At present, malaria surveillance systems detect only around 10% of the estimated global number of cases.  In 41 countries around the world, it is not possible to make a reliable assessment of malaria trends due to incompleteness or inconsistency of reporting over time.

This year, the World Malaria Report 2012 publishes country-based malaria case and mortality estimates (see Annex 6A). The next update on global and regional burden estimates will be issued in December 2013.

Malaria interventions

To achieve universal access to long-lasting insecticidal nets (LLINs), 780 million people at risk would need to have access to LLINs in sub-Saharan Africa, and approximately 150 million bed nets would need to be delivered each year.

The number of LLINs delivered to endemic countries in sub-Saharan Africa dropped from a peak of 145 million in 2010 to an estimated 66 million in 2012. This will not be enough to fully replace the LLINs delivered 3 years earlier, indicating that total bed net coverage will decrease unless there is a massive scale-up in 2013. A decrease in LLIN coverage is likely to lead to major resurgences in the disease.

In 2011, 153 million people were protected by indoor residual spraying (IRS) around the world, or 5% of the total global population at risk. In the WHO African Region, 77 million people, or 11% of the population at risk were protected through IRS in 2011.

The number of rapid diagnostic tests delivered to endemic countries increased dramatically from 88 million in 2010 to 155 million in 2011. This was complemented by a significant improvement in the quality of tests over time.

In 2011, 278 million courses of artemisinin-based combination therapies (ACTs) were procured by the public and private sectors in endemic countries – up from 182 million in 2010, and just 11 million in 2005. ACTs are recommended as the first-line treatment for malaria caused by Plasmodium falciparum, the most deadly Plasmodium species that infects humans. This increase was largely driven by the scale-up of subsidized ACTs in the private sector through the AMFm initiative, managed by the Global Fund to Fight AIDS, Tuberculosis and Malaria.

Drug and insecticide resistance

Antimalarial drug resistance is a major concern for the global effort to control malaria. P. falciparum resistance to artemisinins has been detected in four countries in South East Asia: in Cambodia, Myanmar, Thailand and Viet Nam. There is an urgent need to expand containment efforts in affected countries. For now, ACTs remain highly effective in almost all settings, so long as the partner drug in the combination is locally effective.

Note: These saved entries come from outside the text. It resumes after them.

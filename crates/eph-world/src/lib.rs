//! `eph-world` — the shared environment and how bodies move through it.
//!
//! # Crate layout
//!
//! | Module          | Contents                                                   |
//! |-----------------|------------------------------------------------------------|
//! | [`config`]      | `WorldConfig`, `TrailConfig`, `DynamicsConfig`             |
//! | [`world`]       | `World` — torus, obstacles, optional environmental haze    |
//! | [`index`]       | `SpatialIndex` — uniform bucket grid over the torus        |
//! | [`integrator`]  | `DynamicsIntegrator`, `StepReport`                         |
//!
//! # Feature flags
//!
//! | Flag      | Effect                                                     |
//! |-----------|------------------------------------------------------------|
//! | `fx-hash` | FxHash for the neighbour bucket map.                       |
//! | `serde`   | Derives `Serialize`/`Deserialize` on configuration types.  |
//!
//! The world is mutated only in the sequential commit phase: the integrator
//! writes agent kinematics and [`World::commit_trails`] writes the haze grid.

pub mod config;
pub mod index;
pub mod integrator;
pub mod world;

#[cfg(test)]
mod tests;

pub use config::{DynamicsConfig, TrailConfig, WorldConfig};
pub use index::SpatialIndex;
pub use integrator::{DynamicsIntegrator, StepReport};
pub use world::World;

Mosquito resistance to at least one insecticide used for malaria control has been identified in 64 countries around the world. In May 2012, WHO and the Roll Back Malaria Partnership released the Global Plan for Insecticide Resistance Management in malaria vectors, a five-pillar strategy for managing the threat of insecticide resistance.

www.who.int/malaria

You were perceptive.  You noted there is no call from malaria fighters for more DDT, nor for any change in DDT policy.  This is a report from medical personnel, from public health experts, the real malaria fighters.  It’s not a political screed.